---------- Available data ----------
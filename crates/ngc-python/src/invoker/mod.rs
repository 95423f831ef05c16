//! Oword procedure resolution and invocation

use crate::errors::CallError;
use crate::initialization::{Bridge, EmbeddingStatus};
use crate::setup::CALL_ARITY;
use crate::traceback::format_exception;
use crate::value::PyValue;
use ngc_logger as logger;
use pyo3::prelude::*;
use pyo3::types::PyList;
use std::time::{Duration, Instant};

pub(crate) mod kwargs;

/// Why a name could not be turned into a callable
#[derive(Debug, Clone, PartialEq)]
pub enum ResolveError {
    NotFound,
    NotCallable,
    RuntimeFailure(String),
}

/// Successful result of an oword call
#[derive(Debug, Clone, Copy, PartialEq)]
pub enum CallOutcome {
    /// Numeric result, also stored in the setup's return-value slot
    Value(f64),
    /// The procedure returned `None`
    NoValue,
}

impl CallOutcome {
    pub fn value(&self) -> Option<f64> {
        match self {
            CallOutcome::Value(v) => Some(*v),
            CallOutcome::NoValue => None,
        }
    }
}

impl Bridge {
    fn resolve<'py>(&self, py: Python<'py>, name: &str) -> Result<Bound<'py, PyAny>, ResolveError> {
        let Some(loaded) = self.loaded.as_ref() else {
            return Err(ResolveError::NotFound);
        };
        let object = loaded
            .namespace
            .bind(py)
            .get_item(name)
            .map_err(|e| ResolveError::RuntimeFailure(format_exception(py, &e)))?
            .ok_or(ResolveError::NotFound)?;
        if !object.is_callable() {
            return Err(ResolveError::NotCallable);
        }
        Ok(object)
    }

    /// Whether `name` is a top-level callable of the loaded script
    ///
    /// Never fails: anything other than a clean lookup answers `false`.
    pub fn is_callable(&self, name: &str) -> bool {
        if self.status() != EmbeddingStatus::Ok || name.is_empty() {
            logger::debug(&format!(
                "is_callable({}): status {}",
                name,
                self.status()
            ));
            return false;
        }

        let callable = Python::attach(|py| match self.resolve(py, name) {
            Ok(_) => true,
            Err(ResolveError::RuntimeFailure(message)) => {
                logger::warn(&format!("is_callable({}): {}", name, message));
                false
            }
            Err(_) => false,
        });
        logger::debug(&format!("is_callable({}) = {}", name, callable));
        callable
    }

    /// Call procedure `name` with the oword argument vector
    ///
    /// The procedure receives one positional argument, a list of
    /// [`CALL_ARITY`] floats, plus the configured keyword extras. Every failure
    /// is also reported on the interpreter's error channel as `pycall: ...`.
    pub fn invoke(&self, name: &str, args: &[f64; CALL_ARITY]) -> Result<CallOutcome, CallError> {
        let outcome = self.invoke_inner(name, args);
        match &outcome {
            Ok(CallOutcome::Value(v)) => logger::debug(&format!("pycall({}) -> {}", name, v)),
            Ok(CallOutcome::NoValue) => logger::debug(&format!("pycall({}) -> None", name)),
            Err(err) => self.ctx.report_error(&format!("pycall: {}", err)),
        }
        outcome
    }

    fn invoke_inner(&self, name: &str, args: &[f64; CALL_ARITY]) -> Result<CallOutcome, CallError> {
        let module = self.settings.module_name().to_string();
        let function = name.to_string();

        let loaded = match (self.status(), self.loaded.as_ref()) {
            (EmbeddingStatus::Ok, Some(loaded)) => loaded,
            _ => return Err(CallError::NotInitialized { module, function }),
        };
        if !self.ctx.is_bound() {
            return Err(CallError::InterpreterGone { function });
        }

        logger::set_current_procedure(Some(function.clone()));
        let result = Python::attach(|py| -> Result<PyValue, CallError> {
            let invocation_error = |message: String| CallError::Invocation {
                module: module.clone(),
                function: function.clone(),
                message,
            };

            loaded
                .bind_modules(py)
                .map_err(|e| invocation_error(format_exception(py, &e)))?;

            let procedure = self.resolve(py, name).map_err(|e| match e {
                ResolveError::NotFound => CallError::NotFound {
                    module: module.clone(),
                    function: function.clone(),
                },
                ResolveError::NotCallable => CallError::NotCallable {
                    module: module.clone(),
                    function: function.clone(),
                },
                ResolveError::RuntimeFailure(message) => invocation_error(message),
            })?;

            let plist = PyList::new(py, args.iter().copied())
                .map_err(|e| invocation_error(format_exception(py, &e)))?;
            let kwargs = loaded.kwargs.as_ref().map(|kwargs| kwargs.bind(py));

            let call_start = Instant::now();
            let returned = procedure.call((plist,), kwargs).map_err(|e| {
                let message = format_exception(py, &e);
                logger::python(&message);
                invocation_error(message)
            })?;
            logger::debug(&format!(
                "Python call '{}' took {}",
                name,
                format_duration(call_start.elapsed())
            ));
            Ok(PyValue::from_bound(&returned))
        });
        logger::set_current_procedure(None);

        match result? {
            PyValue::None => Ok(CallOutcome::NoValue),
            PyValue::Number(value) => {
                self.ctx
                    .with_setup_mut(|setup| setup.return_value = value)
                    .map_err(|_| CallError::InterpreterGone {
                        function: function.clone(),
                    })?;
                Ok(CallOutcome::Value(value))
            }
            PyValue::IntOverflow(digits) => Err(CallError::IntOverflow {
                module,
                function,
                digits,
            }),
            other => Err(CallError::TypeNotNumeric {
                module,
                function,
                repr: other.display(),
                got: other.type_name().to_string(),
            }),
        }
    }

    /// Names of the callables the loaded script defines, sorted
    ///
    /// Names bound by `import` are skipped: only objects whose `__module__`
    /// is the script's own `__name__` are listed.
    pub fn callables(&self) -> Vec<String> {
        let Some(loaded) = self.loaded.as_ref() else {
            return Vec::new();
        };
        Python::attach(|py| {
            let namespace = loaded.namespace.bind(py);
            let script_name = match namespace.get_item("__name__") {
                Ok(Some(name)) => name,
                _ => return Vec::new(),
            };
            let mut names: Vec<String> = namespace
                .iter()
                .filter(|(_, value)| value.is_callable())
                .filter(|(_, value)| {
                    value
                        .getattr("__module__")
                        .and_then(|module| module.eq(&script_name))
                        .unwrap_or(false)
                })
                .filter_map(|(key, _)| key.extract::<String>().ok())
                .filter(|name| !name.starts_with("__"))
                .collect();
            names.sort();
            names
        })
    }
}

fn format_duration(duration: Duration) -> String {
    let micros = duration.as_micros();
    if micros < 1_000 {
        format!("{}us", micros)
    } else if micros < 1_000_000 {
        format!("{:.2}ms", duration.as_secs_f64() * 1_000.0)
    } else {
        format!("{:.2}s", duration.as_secs_f64())
    }
}

#[cfg(test)]
mod tests {
    use super::*;
    use crate::canon::RecordingCanon;
    use crate::context::InterpContext;
    use crate::host::StandaloneInterp;
    use crate::settings::BridgeSettings;
    use parking_lot::Mutex;
    use std::sync::Arc;

    #[test]
    fn test_uninitialized_bridge_refuses_calls() {
        let interp = Arc::new(Mutex::new(StandaloneInterp::new(30)));
        let canon = Arc::new(Mutex::new(RecordingCanon::new()));
        let bridge = Bridge::new(
            BridgeSettings::new("remap.py"),
            InterpContext::new(&interp, canon),
        );

        assert!(!bridge.is_callable("m6"));
        let err = bridge.invoke("m6", &[0.0; CALL_ARITY]).unwrap_err();
        assert_eq!(
            err.to_string(),
            "function 'remap.py.m6' : module not initialized"
        );
        assert_eq!(
            interp.lock().errors(),
            &["pycall: function 'remap.py.m6' : module not initialized".to_string()]
        );
        assert!(bridge.callables().is_empty());
    }

    #[test]
    fn test_outcome_value() {
        assert_eq!(CallOutcome::Value(1.5).value(), Some(1.5));
        assert_eq!(CallOutcome::NoValue.value(), None);
    }

    #[test]
    fn test_format_duration() {
        assert_eq!(format_duration(Duration::from_micros(250)), "250us");
        assert_eq!(format_duration(Duration::from_millis(12)), "12.00ms");
        assert_eq!(format_duration(Duration::from_secs(2)), "2.00s");
    }
}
----------
Which lines of the listing include the string "enum"? Pull them out.

pub enum ResolveError {
pub enum CallOutcome {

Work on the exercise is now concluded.